Task directions | When you reach the line in the data below that contains "Ok(removed)", please start repeating lines exactly, and stop after the line that contains "for &u in component", repeating nothing else.

☆ ☆ ☆

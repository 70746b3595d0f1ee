//! SweepError: unified error type for sweep-order public APIs
//!
//! All public APIs return `Result` instead of terminating the process;
//! a parallel driver that cannot continue after a cyclic-ordering error
//! is expected to abort the job itself after logging.

use thiserror::Error;

/// Unified error type for sweep-ordering operations.
#[derive(Debug, Error, Clone, PartialEq, Eq)]
pub enum SweepError {
    /// The local cell graph is still cyclic after (or without) cycle removal.
    /// No valid sweep order exists for this direction on this rank.
    #[error("cyclic local sweep ordering detected; cycles must be allowed by the calling application")]
    CyclicLocalOrdering,
    /// The rank-level task dependency graph is still cyclic after (or
    /// without) cycle removal.
    #[error("cyclic global sweep ordering detected; cycles must be allowed by the calling application")]
    CyclicGlobalOrdering,
    /// An edge removal was requested for an edge that is not in the graph.
    #[error("graph edge {0} -> {1} does not exist")]
    MissingEdge(usize, usize),
    /// A vertex index was out of range or referred to a removed vertex.
    #[error("graph vertex {0} is out of range or has been removed")]
    InvalidVertex(usize),
    /// A face claims a local neighbor the grid has no local index for.
    #[error("face neighbor cell {0} is marked local but has no local index")]
    MissingLocalNeighbor(u64),
    /// A location id was looked up that is neither a (delayed) dependency
    /// nor a successor of this rank.
    #[error("location {0} is not a dependency or successor of this rank")]
    UnknownLocation(usize),
    /// A collective exchange failed or was called with mismatched buffers.
    #[error("communication failure at broadcast root {root}: {reason}")]
    CommError { root: usize, reason: String },
}
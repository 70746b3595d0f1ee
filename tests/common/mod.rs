//! Shared grid fixtures for the integration tests.
#![allow(dead_code)] // not every test binary uses every fixture

use sweep_order::prelude::*;

pub fn face(normal: Vector3, centroid: Vector3, neighbor: FaceNeighbor) -> CellFace {
    CellFace {
        normal,
        centroid,
        neighbor,
    }
}

fn slab_neighbor(owner_of: &dyn Fn(u64) -> PartitionId, id: i64, n: i64) -> FaceNeighbor {
    if id < 0 {
        FaceNeighbor::Boundary(0)
    } else if id >= n {
        FaceNeighbor::Boundary(1)
    } else {
        FaceNeighbor::Cell {
            global_id: id as u64,
            partition: owner_of(id as u64),
        }
    }
}

/// A 1-D line of `n` slab cells along z, keeping only the cells owned by
/// `partition` under the `owner_of` assignment.
pub fn partitioned_slab_line(
    n: u64,
    partition: PartitionId,
    owner_of: &dyn Fn(u64) -> PartitionId,
) -> LocalGrid {
    let up = Vector3::new(0.0, 0.0, 1.0);
    let cells = (0..n)
        .filter(|&g| owner_of(g) == partition)
        .map(|g| Cell {
            global_id: g,
            faces: vec![
                face(
                    -up,
                    Vector3::new(0.0, 0.0, g as f64),
                    slab_neighbor(owner_of, g as i64 - 1, n as i64),
                ),
                face(
                    up,
                    Vector3::new(0.0, 0.0, g as f64 + 1.0),
                    slab_neighbor(owner_of, g as i64 + 1, n as i64),
                ),
            ],
        })
        .collect();
    LocalGrid::new(partition, cells)
}

/// A single-rank 1-D line of `n` slab cells.
pub fn slab_line(n: u64) -> LocalGrid {
    partitioned_slab_line(n, 0, &|_| 0)
}

/// A single-rank 2x2 mesh of unit quad cells in the xy-plane; cell (i, j)
/// has global id `j * 2 + i`.
pub fn quad_mesh_2x2() -> LocalGrid {
    let ex = Vector3::new(1.0, 0.0, 0.0);
    let ey = Vector3::new(0.0, 1.0, 0.0);
    let neighbor = |i: i64, j: i64| {
        if (0..2).contains(&i) && (0..2).contains(&j) {
            FaceNeighbor::Cell {
                global_id: (j * 2 + i) as u64,
                partition: 0,
            }
        } else {
            FaceNeighbor::Boundary(0)
        }
    };
    let mut cells = Vec::new();
    for j in 0i64..2 {
        for i in 0i64..2 {
            let (x, y) = (i as f64, j as f64);
            cells.push(Cell {
                global_id: (j * 2 + i) as u64,
                faces: vec![
                    face(-ex, Vector3::new(x, y + 0.5, 0.0), neighbor(i - 1, j)),
                    face(ex, Vector3::new(x + 1.0, y + 0.5, 0.0), neighbor(i + 1, j)),
                    face(-ey, Vector3::new(x + 0.5, y, 0.0), neighbor(i, j - 1)),
                    face(ey, Vector3::new(x + 0.5, y + 1.0, 0.0), neighbor(i, j + 1)),
                ],
            });
        }
    }
    LocalGrid::new(0, cells)
}
//! # sweep-order
//!
//! sweep-order is a parallel sweep-ordering library for discrete-ordinates
//! radiation-transport codes. Given a rank-local view of a distributed
//! mesh and an angular direction, it computes the order in which this rank
//! must process its cells (the SPLS), detects and breaks cyclic
//! dependencies introduced by mesh non-convexity, and builds the
//! rank-level task dependency graph that governs how partial-sweep
//! messages flow between processes. All of it is bundled per direction
//! into a Sweep Plane Data Structure (SPDS).
//!
//! ## Features
//! - General directed graph with Tarjan SCC detection, Kahn topological
//!   sorting, and an approximate minimum feedback-arc-set heuristic
//! - Face classification and cell/rank relationship extraction from grid
//!   geometry
//! - Deterministic cycle removal at both cell and rank level, with broken
//!   edges recorded for delayed (buffered, order-independent) exchange
//! - Pluggable collective backends (serial, in-process threads, MPI) so
//!   the ordering algorithms run and test without a launcher
//!
//! ## Determinism
//!
//! Every rank re-runs the global ordering on identical broadcast data, so
//! all iteration in this crate is over ordered containers and all
//! tie-breaks are explicit. Two runs on the same input produce identical
//! SPLS, delayed lists, and sweep-plane levels.
//!
//! ## Usage
//! Add `sweep-order` as a dependency and enable `mpi-support` for real
//! multi-process jobs:
//!
//! ```toml
//! [dependencies]
//! sweep-order = "0.1"
//! # features = ["mpi-support"]
//! ```

pub mod comm;
pub mod graph;
pub mod mesh;
pub mod sweep;
pub mod sweep_error;

/// A convenient prelude to import the most-used traits & types:
pub mod prelude {
    #[cfg(feature = "mpi-support")]
    pub use crate::comm::MpiExchange;
    pub use crate::comm::RankExchange;
    pub use crate::comm::dependency_exchange::exchange_rank_dependencies;
    pub use crate::comm::{LocalExchange, SerialExchange};
    pub use crate::graph::DirectedGraph;
    pub use crate::graph::cycle_removal::remove_cyclic_dependencies;
    pub use crate::mesh::{Cell, CellFace, FaceNeighbor, LocalGrid, PartitionId, Vector3};
    pub use crate::sweep::relationships::{CellRelationships, FaceOrientation};
    pub use crate::sweep::{PredecessorSlot, Spds, Spls, Stdg, create_sweep_order};
    pub use crate::sweep_error::SweepError;
}
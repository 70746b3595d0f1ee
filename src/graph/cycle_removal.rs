//! Cyclic-dependency removal shared by the local and global orderers.
//!
//! Non-convex meshes (and some partitionings) can close dependency loops
//! for a given sweep direction. Before a topological order exists, those
//! loops must be cut: every removed edge becomes a "cyclic" (local case)
//! or "delayed" (rank-level case) dependency that the sweep executor
//! services through buffered, order-independent transfers instead of the
//! default ordered exchange.

use log::debug;

use super::DirectedGraph;
use crate::sweep_error::SweepError;

/// Strips edges until no strongly connected component remains, returning
/// the removed edges in removal order.
///
/// The first pass handles each component by size: a 2-cycle loses its
/// front-to-back edge, a 3-cycle loses the first in-component edge found,
/// and anything larger is re-indexed into a scratch subgraph whose
/// approximate minimum-FAS ordering decides which edges are backward and
/// therefore cut. Later passes (in case any component survives the
/// first) fall back to cutting one in-component edge per component until
/// none remain. Every pass strictly reduces the edge count, so
/// termination is guaranteed.
pub fn remove_cyclic_dependencies(
    graph: &mut DirectedGraph,
) -> Result<Vec<(usize, usize)>, SweepError> {
    let mut removed: Vec<(usize, usize)> = Vec::new();

    let mut sccs = graph.find_strongly_connected_components();
    let mut pass = 0usize;
    while !sccs.is_empty() {
        pass += 1;
        debug!("cyclic dependency removal, pass {pass}: {} component(s)", sccs.len());

        for component in &mut sccs {
            component.sort_unstable();
            if pass > 1 {
                remove_any_cycle_edge(graph, component, &mut removed)?;
            } else if component.len() == 2 {
                graph.remove_edge(component[0], component[1])?;
                removed.push((component[0], component[1]));
            } else if component.len() == 3 {
                remove_any_cycle_edge(graph, component, &mut removed)?;
            } else {
                remove_by_min_fas(graph, component, &mut removed)?;
            }
        }

        sccs = graph.find_strongly_connected_components();
    }

    Ok(removed)
}

/// Cuts the first edge found between two members of `component`.
fn remove_any_cycle_edge(
    graph: &mut DirectedGraph,
    component: &[usize],
    removed: &mut Vec<(usize, usize)>,
) -> Result<(), SweepError> {
    for &u in component {
        let hit = graph.successors(u).find(|v| component.contains(v));
        if let Some(v) = hit {
            graph.remove_edge(u, v)?;
            removed.push((u, v));
            return Ok(());
        }
    }
    Ok(())
}

/// Re-indexes `component` into a scratch graph, orders it with the
/// approximate minimum-FAS heuristic, and cuts every edge whose target
/// precedes its source in that order.
fn remove_by_min_fas(
    graph: &mut DirectedGraph,
    component: &[usize],
    removed: &mut Vec<(usize, usize)>,
) -> Result<(), SweepError> {
    let mut scratch = DirectedGraph::new();
    for _ in 0..component.len() {
        scratch.add_vertex();
    }

    // component is sorted, so position lookup by binary search
    let local_of = |v: usize| component.binary_search(&v).ok();

    let mut sub_edges: Vec<(usize, usize)> = Vec::new();
    for (lu, &u) in component.iter().enumerate() {
        for v in graph.successors(u).collect::<Vec<_>>() {
            if let Some(lv) = local_of(v) {
                let w = graph.edge_weight(u, v).unwrap_or_default();
                scratch.add_edge(lu, lv, w)?;
                sub_edges.push((lu, lv));
            }
        }
    }

    let sequence = scratch.find_approx_minimum_fas();
    let mut position = vec![0usize; sequence.len()];
    for (pos, &v) in sequence.iter().enumerate() {
        position[v] = pos;
    }

    for (lu, lv) in sub_edges {
        if position[lv] < position[lu] {
            let (u, v) = (component[lu], component[lv]);
            graph.remove_edge(u, v)?;
            removed.push((u, v));
        }
    }
    Ok(())
}
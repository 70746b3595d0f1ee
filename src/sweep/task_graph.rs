//! Rank-level task dependency graph (TDG) and sweep-plane levels.
//!
//! Every rank builds the same P-vertex graph from the exchanged
//! dependency table and runs the same deterministic cycle removal on it,
//! so all ranks agree on the broken edges and the level structure without
//! further communication. Iteration anywhere in this module must stay
//! order-stable; a single divergent tie-break would desynchronize the
//! job's communication pattern.

use log::{debug, error};

use super::spds::Stdg;
use crate::graph::DirectedGraph;
use crate::graph::cycle_removal::remove_cyclic_dependencies;
use crate::mesh::PartitionId;
use crate::sweep_error::SweepError;

/// Outcome of the global ordering: the level structure plus the edges cut
/// to break rank-level cycles (every rank's view, not only the local one).
#[derive(Debug, Clone, PartialEq, Eq)]
pub struct TaskOrdering {
    pub global_sweep_planes: Vec<Stdg>,
    pub removed_edges: Vec<(PartitionId, PartitionId)>,
}

/// Builds the TDG from the exchanged dependency table, strips cross-rank
/// cycles when permitted, and groups ranks into sweep-plane levels.
pub fn build_task_dependency_graph(
    global_dependencies: &[Vec<PartitionId>],
    allow_cycles: bool,
) -> Result<TaskOrdering, SweepError> {
    let num_ranks = global_dependencies.len();

    debug!("building task dependency graph over {num_ranks} rank(s)");
    let mut tdg = DirectedGraph::new();
    for _ in 0..num_ranks {
        tdg.add_vertex();
    }
    for (loc, deps) in global_dependencies.iter().enumerate() {
        for &dep in deps {
            tdg.add_edge(dep, loc, 0.0)?;
        }
    }

    let mut removed_edges = Vec::new();
    if allow_cycles && !tdg.find_strongly_connected_components().is_empty() {
        debug!("removing cross-rank sweep cycles");
        removed_edges = remove_cyclic_dependencies(&mut tdg)?;
    }

    let order = tdg.generate_topological_sort();
    if order.is_empty() && num_ranks > 0 {
        error!("cyclic global sweep ordering detected");
        return Err(SweepError::CyclicGlobalOrdering);
    }

    // Level assignment over the REMAINING edges: no-dependency ranks sit
    // at level 0, every other rank one past its deepest dependency.
    // Ranks inside one level have no surviving ordering constraint among
    // themselves and may run concurrently for this direction.
    let mut level = vec![0usize; num_ranks];
    let mut max_level = 0usize;
    for &loc in &order {
        let deepest = tdg.predecessors(loc).map(|dep| level[dep]).max();
        if let Some(d) = deepest {
            level[loc] = d + 1;
            max_level = max_level.max(level[loc]);
        }
    }

    let mut global_sweep_planes = vec![Stdg::default(); max_level + 1];
    for &loc in &order {
        global_sweep_planes[level[loc]].item_id.push(loc);
    }

    Ok(TaskOrdering {
        global_sweep_planes,
        removed_edges,
    })
}

#[cfg(test)]
mod tests {
    use super::*;

    #[test]
    fn independent_ranks_share_level_zero() {
        let deps: Vec<Vec<PartitionId>> = vec![vec![], vec![], vec![]];
        let ordering = build_task_dependency_graph(&deps, false).unwrap();
        assert_eq!(ordering.global_sweep_planes.len(), 1);
        assert_eq!(ordering.global_sweep_planes[0].item_id, vec![0, 1, 2]);
        assert!(ordering.removed_edges.is_empty());
    }

    #[test]
    fn chain_of_ranks_forms_one_level_each() {
        // 0 -> 1 -> 2
        let deps: Vec<Vec<PartitionId>> = vec![vec![], vec![0], vec![1]];
        let ordering = build_task_dependency_graph(&deps, false).unwrap();
        let planes: Vec<Vec<PartitionId>> = ordering
            .global_sweep_planes
            .iter()
            .map(|p| p.item_id.clone())
            .collect();
        assert_eq!(planes, vec![vec![0], vec![1], vec![2]]);
    }

    #[test]
    fn diamond_levels() {
        // 0 feeds 1 and 2; both feed 3
        let deps: Vec<Vec<PartitionId>> = vec![vec![], vec![0], vec![0], vec![1, 2]];
        let ordering = build_task_dependency_graph(&deps, false).unwrap();
        let planes: Vec<Vec<PartitionId>> = ordering
            .global_sweep_planes
            .iter()
            .map(|p| p.item_id.clone())
            .collect();
        assert_eq!(planes, vec![vec![0], vec![1, 2], vec![3]]);
    }

    #[test]
    fn mutual_dependency_without_allowance_is_fatal() {
        let deps: Vec<Vec<PartitionId>> = vec![vec![1], vec![0]];
        assert_eq!(
            build_task_dependency_graph(&deps, false).unwrap_err(),
            SweepError::CyclicGlobalOrdering
        );
    }

    #[test]
    fn mutual_dependency_is_broken_into_levels() {
        let deps: Vec<Vec<PartitionId>> = vec![vec![1], vec![0]];
        let ordering = build_task_dependency_graph(&deps, true).unwrap();
        assert_eq!(ordering.removed_edges.len(), 1);
        let total: usize = ordering
            .global_sweep_planes
            .iter()
            .map(|p| p.item_id.len())
            .sum();
        assert_eq!(total, 2);
        assert_eq!(ordering.global_sweep_planes.len(), 2);
    }

    #[test]
    fn ordering_is_deterministic() {
        let deps: Vec<Vec<PartitionId>> = vec![vec![1, 2], vec![2], vec![0]];
        let a = build_task_dependency_graph(&deps, true).unwrap();
        let b = build_task_dependency_graph(&deps, true).unwrap();
        assert_eq!(a, b);
    }
}
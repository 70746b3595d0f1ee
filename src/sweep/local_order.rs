//! Local sweep ordering: cells of this rank, one direction.
//!
//! Builds the cell graph from the relationship snapshot, strips local
//! cycles when permitted, and topologically sorts what remains into the
//! SPLS: the order this rank must walk its cells so every surviving
//! upwind dependency is satisfied before a cell is processed.

use log::{debug, error};

use super::relationships::CellRelationships;
use super::spds::Spls;
use crate::graph::DirectedGraph;
use crate::graph::cycle_removal::remove_cyclic_dependencies;
use crate::sweep_error::SweepError;

/// Computes the SPLS and the list of locally removed cyclic edges.
///
/// A still-cyclic graph after (or without) cycle removal has no valid
/// sweep order; that surfaces as [`SweepError::CyclicLocalOrdering`] and
/// the caller decides whether the job dies.
pub fn order_local_cells(
    relationships: &CellRelationships,
    allow_cycles: bool,
) -> Result<(Spls, Vec<(usize, usize)>), SweepError> {
    let num_cells = relationships.cell_successors.len();

    let mut graph = DirectedGraph::new();
    for _ in 0..num_cells {
        graph.add_vertex();
    }
    for (c, successors) in relationships.cell_successors.iter().enumerate() {
        for (&nbr, &weight) in successors {
            graph.add_edge(c, nbr, weight)?;
        }
    }

    let mut cyclic_edges = Vec::new();
    if allow_cycles && !graph.find_strongly_connected_components().is_empty() {
        debug!("removing local sweep cycles");
        cyclic_edges = remove_cyclic_dependencies(&mut graph)?;
    }

    let order = graph.generate_topological_sort();
    if order.is_empty() && num_cells > 0 {
        error!("cyclic local sweep ordering detected");
        return Err(SweepError::CyclicLocalOrdering);
    }

    Ok((Spls { item_id: order }, cyclic_edges))
}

☆ ☆ ☆

Final answer |
    Ok(removed)
}

/// Cuts the first edge found between two members of `component`.
fn remove_any_cycle_edge(
    graph: &mut DirectedGraph,
    component: &[usize],
    removed: &mut Vec<(usize, usize)>,
) -> Result<(), SweepError> {
    for &u in component {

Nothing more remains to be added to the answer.